---- Data shown

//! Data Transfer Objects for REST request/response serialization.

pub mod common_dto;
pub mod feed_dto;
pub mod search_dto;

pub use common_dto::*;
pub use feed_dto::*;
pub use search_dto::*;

--------
---- Data shown

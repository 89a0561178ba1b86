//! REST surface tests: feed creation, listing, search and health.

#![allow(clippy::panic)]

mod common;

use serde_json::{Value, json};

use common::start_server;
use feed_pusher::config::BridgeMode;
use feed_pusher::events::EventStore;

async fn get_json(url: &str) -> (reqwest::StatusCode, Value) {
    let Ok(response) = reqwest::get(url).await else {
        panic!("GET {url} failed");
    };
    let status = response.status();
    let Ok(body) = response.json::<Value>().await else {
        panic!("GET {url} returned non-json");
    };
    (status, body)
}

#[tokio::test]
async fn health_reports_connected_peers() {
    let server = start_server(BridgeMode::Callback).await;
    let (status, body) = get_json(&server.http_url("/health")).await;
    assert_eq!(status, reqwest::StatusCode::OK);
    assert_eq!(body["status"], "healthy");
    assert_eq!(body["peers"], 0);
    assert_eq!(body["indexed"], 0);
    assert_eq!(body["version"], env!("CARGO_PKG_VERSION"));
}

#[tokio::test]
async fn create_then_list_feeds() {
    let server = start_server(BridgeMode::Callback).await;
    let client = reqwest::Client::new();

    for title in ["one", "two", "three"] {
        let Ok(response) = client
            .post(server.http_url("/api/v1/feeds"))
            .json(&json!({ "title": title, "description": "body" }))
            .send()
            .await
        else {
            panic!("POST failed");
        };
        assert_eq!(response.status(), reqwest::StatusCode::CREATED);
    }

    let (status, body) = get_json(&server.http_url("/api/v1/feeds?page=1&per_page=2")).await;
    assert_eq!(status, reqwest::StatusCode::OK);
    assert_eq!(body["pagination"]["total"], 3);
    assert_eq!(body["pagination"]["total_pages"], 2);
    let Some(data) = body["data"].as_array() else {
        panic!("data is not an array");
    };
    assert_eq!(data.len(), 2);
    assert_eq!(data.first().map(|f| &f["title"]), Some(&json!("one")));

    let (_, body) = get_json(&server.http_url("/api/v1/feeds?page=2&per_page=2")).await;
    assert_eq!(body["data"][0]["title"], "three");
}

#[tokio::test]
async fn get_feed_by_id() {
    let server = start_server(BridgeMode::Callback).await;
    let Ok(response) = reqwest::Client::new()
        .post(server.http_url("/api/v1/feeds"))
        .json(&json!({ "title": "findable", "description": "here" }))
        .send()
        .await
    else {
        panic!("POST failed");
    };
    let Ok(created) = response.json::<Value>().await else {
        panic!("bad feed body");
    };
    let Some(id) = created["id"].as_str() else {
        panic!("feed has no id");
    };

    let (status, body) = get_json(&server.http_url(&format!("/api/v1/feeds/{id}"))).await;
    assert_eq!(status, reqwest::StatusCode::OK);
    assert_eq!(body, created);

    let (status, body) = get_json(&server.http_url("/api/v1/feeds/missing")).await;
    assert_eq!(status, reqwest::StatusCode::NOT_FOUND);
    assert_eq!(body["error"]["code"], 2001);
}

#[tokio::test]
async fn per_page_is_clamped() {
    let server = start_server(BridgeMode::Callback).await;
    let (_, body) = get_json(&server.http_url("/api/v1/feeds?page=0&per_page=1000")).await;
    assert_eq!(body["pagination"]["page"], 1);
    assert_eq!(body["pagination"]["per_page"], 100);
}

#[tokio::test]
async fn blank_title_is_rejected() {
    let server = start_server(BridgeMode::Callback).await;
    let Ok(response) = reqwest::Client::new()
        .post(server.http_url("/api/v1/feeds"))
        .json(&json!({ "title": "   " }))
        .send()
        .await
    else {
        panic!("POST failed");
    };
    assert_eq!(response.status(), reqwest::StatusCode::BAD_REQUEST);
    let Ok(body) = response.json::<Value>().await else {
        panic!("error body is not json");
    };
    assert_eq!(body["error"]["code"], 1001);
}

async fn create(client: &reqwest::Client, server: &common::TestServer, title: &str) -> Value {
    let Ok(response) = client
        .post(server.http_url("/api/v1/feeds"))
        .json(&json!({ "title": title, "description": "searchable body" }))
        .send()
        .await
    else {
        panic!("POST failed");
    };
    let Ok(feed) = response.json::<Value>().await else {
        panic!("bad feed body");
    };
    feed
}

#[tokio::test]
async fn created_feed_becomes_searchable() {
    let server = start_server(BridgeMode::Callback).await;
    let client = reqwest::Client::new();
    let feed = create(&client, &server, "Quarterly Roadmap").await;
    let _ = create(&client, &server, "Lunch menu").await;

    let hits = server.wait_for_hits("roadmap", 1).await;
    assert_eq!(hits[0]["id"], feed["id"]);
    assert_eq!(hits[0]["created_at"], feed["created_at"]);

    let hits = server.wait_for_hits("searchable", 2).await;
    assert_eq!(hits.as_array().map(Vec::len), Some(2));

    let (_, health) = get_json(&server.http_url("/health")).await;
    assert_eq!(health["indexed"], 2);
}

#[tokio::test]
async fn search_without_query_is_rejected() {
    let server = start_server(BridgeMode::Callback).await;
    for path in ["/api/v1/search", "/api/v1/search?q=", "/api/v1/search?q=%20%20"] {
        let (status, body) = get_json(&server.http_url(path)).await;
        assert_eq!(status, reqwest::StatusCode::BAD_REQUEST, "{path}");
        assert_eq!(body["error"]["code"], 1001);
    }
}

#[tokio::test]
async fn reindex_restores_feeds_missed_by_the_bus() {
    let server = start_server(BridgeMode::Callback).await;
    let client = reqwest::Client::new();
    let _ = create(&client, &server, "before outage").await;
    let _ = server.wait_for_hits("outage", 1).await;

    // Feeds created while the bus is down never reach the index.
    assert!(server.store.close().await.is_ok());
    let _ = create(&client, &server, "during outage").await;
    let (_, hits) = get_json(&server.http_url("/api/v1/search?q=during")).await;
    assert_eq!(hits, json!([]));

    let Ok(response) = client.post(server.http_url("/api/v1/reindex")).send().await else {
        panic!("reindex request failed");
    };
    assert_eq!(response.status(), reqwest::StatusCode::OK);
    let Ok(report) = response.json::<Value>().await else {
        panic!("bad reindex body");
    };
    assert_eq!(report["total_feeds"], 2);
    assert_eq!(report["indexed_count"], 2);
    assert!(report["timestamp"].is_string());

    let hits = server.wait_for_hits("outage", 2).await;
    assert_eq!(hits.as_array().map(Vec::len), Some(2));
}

--------

_What the exercise asks_: Would you copy out each line of the records above where the word "path" occurs?

_Written solution_:
    for path in ["/api/v1/search", "/api/v1/search?q=", "/api/v1/search?q=%20%20"] {
        let (status, body) = get_json(&server.http_url(path)).await;
        assert_eq!(status, reqwest::StatusCode::BAD_REQUEST, "{path}");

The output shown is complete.